In fact, Palmer calls these two brands of burgers “a great gateway choice into a more plant-based lifestyle.”

The downsides of plant-based packaged meats

However, Palmer also notes that the Impossible Burger and the Beyond Burger have downsides.

In addition to having saturated fat levels similar to those of beef burgers, these plant-based substitutes contain coconut fat, which raises saturated fat levels. “This is linked with higher blood cholesterol levels,” Palmer says.

Palmer also notes that the Impossible Burger is “quite high” in saturated fat.
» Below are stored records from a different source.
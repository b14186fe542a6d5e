//! Command parsing functionality

use super::OperatorCommand;

/// Parse one line typed at the prompt. `None` for a blank line.
pub fn parse_command(input: &str) -> Option<OperatorCommand> {
    let trimmed = input.trim();
    if trimmed.is_empty() {
        return None;
    }

    let mut parts = trimmed.splitn(2, char::is_whitespace);
    let verb = parts.next().unwrap_or("");
    let arg = parts.next().unwrap_or("").trim();

    let command = match verb.to_lowercase().as_str() {
        "get" => with_arg(arg, OperatorCommand::Get, "get requires a file name"),
        "put" => with_arg(arg, OperatorCommand::Put, "put requires a file name"),
        "cd" => with_arg(arg, OperatorCommand::Cd, "cd requires a directory"),
        "dir" | "list" => OperatorCommand::List,
        "pwd" => OperatorCommand::Pwd,
        "help" | "?" => OperatorCommand::Help,
        "quit" | "exit" | "bye" => OperatorCommand::Quit,
        _ if arg.is_empty() => OperatorCommand::Passthrough(verb.to_uppercase()),
        _ => OperatorCommand::Passthrough(format!("{} {arg}", verb.to_uppercase())),
    };
    Some(command)
}

fn with_arg(arg: &str, build: fn(String) -> OperatorCommand, missing: &str) -> OperatorCommand {
    if arg.is_empty() {
        OperatorCommand::Invalid(missing.to_string())
    } else {
        build(arg.to_string())
    }
}
//! minftp - a minimal interactive FTP client
//!
//! The protocol engine lives in [`session::Session`]: control channel,
//! PASV negotiation and the LIST/RETR/STOR transfers. [`terminal::Terminal`]
//! is the interactive front end used by the `minftp` binary.

pub mod commands;
pub mod config;
pub mod connection;
pub mod error;
pub mod responses;
pub mod sanitize;
pub mod session;
pub mod terminal;
pub mod transfer;

#[cfg(test)]
mod test_server;

pub use crate::config::{CliArgs, ClientConfig};
pub use crate::error::{ClientError, Result};
pub use crate::session::{LoginReplies, Session, SessionOptions, SessionState};
pub use crate::terminal::Terminal;
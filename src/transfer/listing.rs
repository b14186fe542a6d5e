//! Directory listing (LIST)

use log::{debug, info};
use std::time::Duration;

use super::progress::TransferProgress;
use super::{TransferReport, abort_transfer, open_transfer};
use crate::connection::{BUFFER_SIZE, ControlChannel};
use crate::error::Result;

/// Listing text plus the replies of the transfer
#[derive(Debug, Clone, PartialEq)]
pub struct DirectoryListing {
    pub text: String,
    pub report: TransferReport,
}

impl DirectoryListing {
    /// Non-empty lines of the listing
    pub fn entries(&self) -> impl Iterator<Item = &str> {
        self.text.lines().map(str::trim_end).filter(|line| !line.is_empty())
    }
}

/// Run `LIST` and collect whatever the server writes on the data connection
/// until it closes it.
pub fn list_directory(control: &mut ControlChannel, timeout: Option<Duration>) -> Result<DirectoryListing> {
    let transfer = open_transfer(control, timeout, "LIST")?;
    let mut data = transfer.data;

    let mut buffer = [0u8; BUFFER_SIZE];
    let mut raw = Vec::new();
    let mut progress = TransferProgress::start();

    loop {
        match data.receive(&mut buffer) {
            Ok(0) => break,
            Ok(n) => {
                raw.extend_from_slice(&buffer[..n]);
                progress.add_bytes(n);
                debug!("Received {n} bytes of directory listing data");
            }
            Err(e) => return Err(abort_transfer(control, data, e)),
        }
    }
    data.close()?;

    let completion = control.read_response()?;
    let text = String::from_utf8_lossy(&raw).into_owned();
    info!("Directory listing received: {} bytes", raw.len());

    Ok(DirectoryListing {
        text,
        report: TransferReport {
            pasv: transfer.pasv,
            preliminary: transfer.preliminary,
            completion,
            bytes: progress.transferred_bytes(),
            elapsed: progress.elapsed(),
        },
    })
}
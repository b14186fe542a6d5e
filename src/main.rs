use clap::Parser;
use std::io;
use std::process;

use minftp::{CliArgs, ClientConfig, Session, Terminal};

fn main() {
    // Initialize logging
    env_logger::init();

    let args = CliArgs::parse();
    let config = match ClientConfig::load(&args) {
        Ok(config) => config,
        Err(e) => {
            eprintln!("{e}");
            print_usage();
            process::exit(1);
        }
    };
    log::info!("{config}");

    let session = Session::new(
        &config.host,
        config.port,
        config.session_options(),
        config.local_store(),
    );

    let mut terminal = Terminal::new(session, config);
    let stdin = io::stdin();
    if let Err(e) = terminal.run(stdin.lock(), io::stdout()) {
        eprintln!("Terminal error: {e}");
        process::exit(1);
    }
}

fn print_usage() {
    println!("Usage: minftp -i <ip_address> [-p <port>] [-c <config>] [-d <local_dir>]");
    println!("Environment Variables:");
    println!("  MINFTP_HOST=127.0.0.1");
    println!("  MINFTP_PORT=21");
    println!("  MINFTP_LOCAL_DIRECTORY=./downloads");
    println!("  MINFTP_TIMEOUT_SECS=0");
    println!("  MINFTP_REPLY_MODE=complete");
    println!("  RUST_LOG=info");
}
The Beyond Burger is a bit lower in saturated fat, she says.

“If this is your only main saturated fat intake in the whole day, it shouldn’t be an issue,” she says. “If you’re eating sources of sat fat all day long, that can put you over.”

Both burgers are seasoned, meaning their sodium content is higher than what you would find in an unseasoned beef burger.

A better alternative

Palmer believes either the Impossible Burger or the Beyond Burger can have a place in your diet.

“There is nothing wrong with enjoying an Impossible Burger or Beyond Meat Burger every once in a while,” she says.

However, she adds that creating your own homemade vegetarian burger is typically a better and more healthful choice. Such burgers tend to be lower in saturated fat and have more fiber than many store-bought plant-based burgers.

She suggests making such burgers out of beans, whole grains, herbs, seeds and nuts.

“These are so easy to make,” she says. “Shape them into burgers, bake them and enjoy them all week long.” Palmer says recipes for these burgers are available at her blog.

You can also find brands of veggie burgers with whole ingredients -- such as beans, grains and vegetables – in stores, Palmer says.

Once you get comfortable eating plant-based burgers, Palmer suggests using the shift as a springboard to a better diet.

“Move beyond this to include more healthful meals, such as simmered lentils, curried chickpeas, whole grains pilaf and roasted veggies,” she says. “This is the true picture of a healthy plant-based diet.” 

Eating more plant-based foods

Other tips she offers for incorporating more plant-based food into your diet include:

Designate one day each week as meat-free. For example, plan a “Meatless Monday.”

Keep easy plant-based options at your fingertips. These might include canned beans, whole grains (quinoa, brown rice, oats), lentils, nuts, seeds and “lots of fruits and veggies,” Palmer says.

Try new recipes. For example, create one new plant-based recipe a week for dinner.

Make favorite foods plant-based. “So if you love tacos, try black bean tacos with no meat,” she says. “Try a veggie lasagna instead of a meat lasagna. 

Order plant-based dishes in restaurants. If you enjoy them, try them at home.